Looking at each line of the data below, tally those that contain the word "PathBuf" and give only the total.

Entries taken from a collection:
-*-
//! movlib: a movie catalog on an arena-backed binary search tree.
//!
//! The domain layer holds the tree and the catalog types; the cli layer
//! wraps them in a small command-line tool.

pub mod cli;
pub mod config;
pub mod domain;
pub mod exitcode;
pub mod util;
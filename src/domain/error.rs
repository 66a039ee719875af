//! Domain-level errors

use std::path::PathBuf;
use thiserror::Error;

/// Domain errors represent catalog and loader failures.
///
/// Tree-level "not found" and "duplicate rejected" are sentinel results
/// (`Option`/`bool`) on the tree itself, not errors; the variants here
/// belong to the I/O-facing loader and the CLI conversions.
#[derive(Error, Debug)]
pub enum DomainError {
    #[error("file not found: {0}")]
    FileNotFound(PathBuf),

    #[error("failed to read file: {0}")]
    FileReadError(#[from] std::io::Error),

    #[error("invalid catalog source {path}: {reason}")]
    InvalidFormat { path: PathBuf, reason: String },

    #[error("path resolution failed: {path}, reason: {reason}")]
    PathResolution { path: PathBuf, reason: String },

    #[error("no movie titled '{0}' in the library")]
    TitleNotFound(String),
}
-*-
Result of the task
4